**Work order**.
Every line below should be duplicated exactly.

**Given information**.
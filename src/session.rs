use std::io::{BufRead, BufReader, Write};
use std::process::{Child, ChildStdin, ChildStdout, Command, Stdio};
use std::sync::{Arc, Mutex};
use std::time::{Duration, Instant};

use tracing::{debug, trace};

use crate::errors::{AdvisorError, Result};

const QUIT_GRACE: Duration = Duration::from_millis(300);
const QUIT_POLL: Duration = Duration::from_millis(10);

/// Shared handle on a helper's stdin. The pool coordinator keeps a clone so
/// it can issue `stop` to an in-flight helper from outside the owning
/// worker thread.
#[derive(Clone, Debug)]
pub struct CommandPipe {
    stdin: Arc<Mutex<ChildStdin>>,
}

impl CommandPipe {
    /// Write one protocol line and flush it.
    pub fn send_line(&self, line: &str) -> Result<()> {
        let mut stdin = self.stdin.lock().unwrap();
        writeln!(stdin, "{}", line)
            .map_err(|e| AdvisorError::CommunicationError(format!("send failed: {}", e)))?;
        stdin
            .flush()
            .map_err(|e| AdvisorError::CommunicationError(format!("flush failed: {}", e)))
    }
}

/// One spawned helper process with its two byte streams. Requests borrow
/// the session but never close or replace its streams; the session lives
/// until the pool itself is dropped.
#[derive(Debug)]
pub struct HelperSession {
    child: Arc<Mutex<Child>>,
    commands: CommandPipe,
    reader: BufReader<ChildStdout>,
    index: usize,
}

impl HelperSession {
    /// Spawn the helper executable with connected pipes. The handshake is a
    /// separate step so the caller can hold its coordination lock across
    /// both.
    pub fn spawn(path: &str, index: usize) -> Result<Self> {
        let mut child = Command::new(path)
            .stdin(Stdio::piped())
            .stdout(Stdio::piped())
            .stderr(Stdio::null())
            .spawn()
            .map_err(|e| {
                AdvisorError::LaunchError(format!("failed to start helper '{}': {}", path, e))
            })?;

        let stdin = child
            .stdin
            .take()
            .ok_or_else(|| AdvisorError::LaunchError("failed to get helper stdin".to_string()))?;
        let stdout = child
            .stdout
            .take()
            .ok_or_else(|| AdvisorError::LaunchError("failed to get helper stdout".to_string()))?;

        debug!(index, path, "helper process started");

        Ok(Self {
            child: Arc::new(Mutex::new(child)),
            commands: CommandPipe {
                stdin: Arc::new(Mutex::new(stdin)),
            },
            reader: BufReader::new(stdout),
            index,
        })
    }

    /// Configure the helper and complete the protocol handshake: one
    /// `setoption` per `key=value` pair in `options` (pairs delimited by
    /// `=` and `;`), then `uci`, then read until `uciok`. A helper that
    /// advertises a SyzygyPath option while we scan is pointed at the
    /// tablebase directory immediately, when one is configured.
    pub fn handshake(&mut self, options: &str, tablebase_path: Option<&str>) -> Result<()> {
        for (key, value) in parse_option_pairs(options) {
            self.send_line(&format!("setoption name {} value {}", key, value))?;
        }
        self.send_line("uci")?;

        loop {
            let line = self.read_line()?.ok_or_else(|| {
                AdvisorError::HandshakeError(format!(
                    "helper {} closed its pipe before uciok",
                    self.index
                ))
            })?;
            trace!(index = self.index, line = %line, "handshake");

            let mut tokens = line.split_whitespace();
            match tokens.next() {
                Some("uciok") => break,
                Some("option") => {
                    if tokens.next() == Some("name") && tokens.next() == Some("SyzygyPath") {
                        if let Some(path) = tablebase_path {
                            self.send_line(&format!("setoption name SyzygyPath value {}", path))?;
                        }
                    }
                }
                _ => {}
            }
        }
        debug!(index = self.index, "helper ready");
        Ok(())
    }

    pub fn send_line(&self, line: &str) -> Result<()> {
        self.commands.send_line(line)
    }

    /// Blocking read of one line. `Ok(None)` means the helper closed its
    /// output stream.
    pub fn read_line(&mut self) -> Result<Option<String>> {
        let mut line = String::new();
        let n = self
            .reader
            .read_line(&mut line)
            .map_err(|e| AdvisorError::CommunicationError(format!("read failed: {}", e)))?;
        if n == 0 {
            Ok(None)
        } else {
            Ok(Some(line.trim_end().to_string()))
        }
    }

    /// Non-blocking liveness poll.
    pub fn is_running(&self) -> bool {
        matches!(self.child.lock().unwrap().try_wait(), Ok(None))
    }

    /// Clone the shared stdin handle.
    pub fn commands(&self) -> CommandPipe {
        self.commands.clone()
    }

    pub fn index(&self) -> usize {
        self.index
    }
}

impl Drop for HelperSession {
    fn drop(&mut self) {
        // Ask politely, then wait a moment, then kill. The session is the
        // sole owner of the process; every exit path ends here.
        let _ = self.send_line("quit");
        if let Ok(mut child) = self.child.lock() {
            let deadline = Instant::now() + QUIT_GRACE;
            while Instant::now() < deadline {
                if let Ok(Some(_)) = child.try_wait() {
                    return;
                }
                std::thread::sleep(QUIT_POLL);
            }
            let _ = child.kill();
            let _ = child.wait();
        }
    }
}

/// Split `"Threads=1;Hash=64"` into its key/value pairs. Fragments without
/// an `=` are dropped.
fn parse_option_pairs(options: &str) -> Vec<(String, String)> {
    options
        .split(';')
        .filter_map(|pair| {
            let (key, value) = pair.split_once('=')?;
            let key = key.trim();
            if key.is_empty() {
                return None;
            }
            Some((key.to_string(), value.trim().to_string()))
        })
        .collect()
}

#[cfg(test)]
mod tests {
    use super::*;

    #[test]
    fn test_parse_option_pairs() {
        let pairs = parse_option_pairs("Threads=1;Hash=64");
        assert_eq!(
            pairs,
            vec![
                ("Threads".to_string(), "1".to_string()),
                ("Hash".to_string(), "64".to_string())
            ]
        );
    }

    #[test]
    fn test_parse_option_pairs_tolerates_junk() {
        assert!(parse_option_pairs("").is_empty());
        assert!(parse_option_pairs(";;").is_empty());
        let pairs = parse_option_pairs("MultiPV=2;garbage;=5");
        assert_eq!(pairs, vec![("MultiPV".to_string(), "2".to_string())]);
    }

    #[test]
    fn test_spawn_failure_is_launch_error() {
        let err = HelperSession::spawn("/nonexistent/helper-binary", 0).unwrap_err();
        assert!(matches!(err, AdvisorError::LaunchError(_)));
    }
}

**Exercise solution**.
filename src/session.rs
use std::io::{BufRead, BufReader, Write};
use std::process::{Child, ChildStdin, ChildStdout, Command, Stdio};
use std::sync::{Arc, Mutex};
use std::time::{Duration, Instant};

use tracing::{debug, trace};

use crate::errors::{AdvisorError, Result};

const QUIT_GRACE: Duration = Duration::from_millis(300);
const QUIT_POLL: Duration = Duration::from_millis(10);

/// Shared handle on a helper's stdin. The pool coordinator keeps a clone so
/// it can issue `stop` to an in-flight helper from outside the owning
/// worker thread.
#[derive(Clone, Debug)]
pub struct CommandPipe {
    stdin: Arc<Mutex<ChildStdin>>,
}

impl CommandPipe {
    /// Write one protocol line and flush it.
    pub fn send_line(&self, line: &str) -> Result<()> {
        let mut stdin = self.stdin.lock().unwrap();
        writeln!(stdin, "{}", line)
            .map_err(|e| AdvisorError::CommunicationError(format!("send failed: {}", e)))?;
        stdin
            .flush()
            .map_err(|e| AdvisorError::CommunicationError(format!("flush failed: {}", e)))
    }
}

/// One spawned helper process with its two byte streams. Requests borrow
/// the session but never close or replace its streams; the session lives
/// until the pool itself is dropped.
#[derive(Debug)]
pub struct HelperSession {
    child: Arc<Mutex<Child>>,
    commands: CommandPipe,
    reader: BufReader<ChildStdout>,
    index: usize,
}

impl HelperSession {
    /// Spawn the helper executable with connected pipes. The handshake is a
    /// separate step so the caller can hold its coordination lock across
    /// both.
    pub fn spawn(path: &str, index: usize) -> Result<Self> {
        let mut child = Command::new(path)
            .stdin(Stdio::piped())
            .stdout(Stdio::piped())
            .stderr(Stdio::null())
            .spawn()
            .map_err(|e| {
                AdvisorError::LaunchError(format!("failed to start helper '{}': {}", path, e))
            })?;

        let stdin = child
            .stdin
            .take()
            .ok_or_else(|| AdvisorError::LaunchError("failed to get helper stdin".to_string()))?;
        let stdout = child
            .stdout
            .take()
            .ok_or_else(|| AdvisorError::LaunchError("failed to get helper stdout".to_string()))?;

        debug!(index, path, "helper process started");

        Ok(Self {
            child: Arc::new(Mutex::new(child)),
            commands: CommandPipe {
                stdin: Arc::new(Mutex::new(stdin)),
            },
            reader: BufReader::new(stdout),
            index,
        })
    }

    /// Configure the helper and complete the protocol handshake: one
    /// `setoption` per `key=value` pair in `options` (pairs delimited by
    /// `=` and `;`), then `uci`, then read until `uciok`. A helper that
    /// advertises a SyzygyPath option while we scan is pointed at the
    /// tablebase directory immediately, when one is configured.
    pub fn handshake(&mut self, options: &str, tablebase_path: Option<&str>) -> Result<()> {
        for (key, value) in parse_option_pairs(options) {
            self.send_line(&format!("setoption name {} value {}", key, value))?;
        }
        self.send_line("uci")?;

        loop {
            let line = self.read_line()?.ok_or_else(|| {
                AdvisorError::HandshakeError(format!(
                    "helper {} closed its pipe before uciok",
                    self.index
                ))
            })?;
            trace!(index = self.index, line = %line, "handshake");

            let mut tokens = line.split_whitespace();
            match tokens.next() {
                Some("uciok") => break,
                Some("option") => {
                    if tokens.next() == Some("name") && tokens.next() == Some("SyzygyPath") {
                        if let Some(path) = tablebase_path {
                            self.send_line(&format!("setoption name SyzygyPath value {}", path))?;
                        }
                    }
                }
                _ => {}
            }
        }
        debug!(index = self.index, "helper ready");
        Ok(())
    }

    pub fn send_line(&self, line: &str) -> Result<()> {
        self.commands.send_line(line)
    }

    /// Blocking read of one line. `Ok(None)` means the helper closed its
    /// output stream.
    pub fn read_line(&mut self) -> Result<Option<String>> {
        let mut line = String::new();
        let n = self
            .reader
            .read_line(&mut line)
            .map_err(|e| AdvisorError::CommunicationError(format!("read failed: {}", e)))?;
        if n == 0 {
            Ok(None)
        } else {
            Ok(Some(line.trim_end().to_string()))
        }
    }

    /// Non-blocking liveness poll.
    pub fn is_running(&self) -> bool {
        matches!(self.child.lock().unwrap().try_wait(), Ok(None))
    }

    /// Clone the shared stdin handle.
    pub fn commands(&self) -> CommandPipe {
        self.commands.clone()
    }

    pub fn index(&self) -> usize {
        self.index
    }
}

impl Drop for HelperSession {
    fn drop(&mut self) {
        // Ask politely, then wait a moment, then kill. The session is the
        // sole owner of the process; every exit path ends here.
        let _ = self.send_line("quit");
        if let Ok(mut child) = self.child.lock() {
            let deadline = Instant::now() + QUIT_GRACE;
            while Instant::now() < deadline {
                if let Ok(Some(_)) = child.try_wait() {
                    return;
                }
                std::thread::sleep(QUIT_POLL);
            }
            let _ = child.kill();
            let _ = child.wait();
        }
    }
}

/// Split `"Threads=1;Hash=64"` into its key/value pairs. Fragments without
/// an `=` are dropped.
fn parse_option_pairs(options: &str) -> Vec<(String, String)> {
    options
        .split(';')
        .filter_map(|pair| {
            let (key, value) = pair.split_once('=')?;
            let key = key.trim();
            if key.is_empty() {
                return None;
            }
            Some((key.to_string(), value.trim().to_string()))
        })
        .collect()
}

#[cfg(test)]
mod tests {
    use super::*;

    #[test]
    fn test_parse_option_pairs() {
        let pairs = parse_option_pairs("Threads=1;Hash=64");
        assert_eq!(
            pairs,
            vec![
                ("Threads".to_string(), "1".to_string()),
                ("Hash".to_string(), "64".to_string())
            ]
        );
    }

    #[test]
    fn test_parse_option_pairs_tolerates_junk() {
        assert!(parse_option_pairs("").is_empty());
        assert!(parse_option_pairs(";;").is_empty());
        let pairs = parse_option_pairs("MultiPV=2;garbage;=5");
        assert_eq!(pairs, vec![("MultiPV".to_string(), "2".to_string())]);
    }

    #[test]
    fn test_spawn_failure_is_launch_error() {
        let err = HelperSession::spawn("/nonexistent/helper-binary", 0).unwrap_err();
        assert!(matches!(err, AdvisorError::LaunchError(_)));
    }
}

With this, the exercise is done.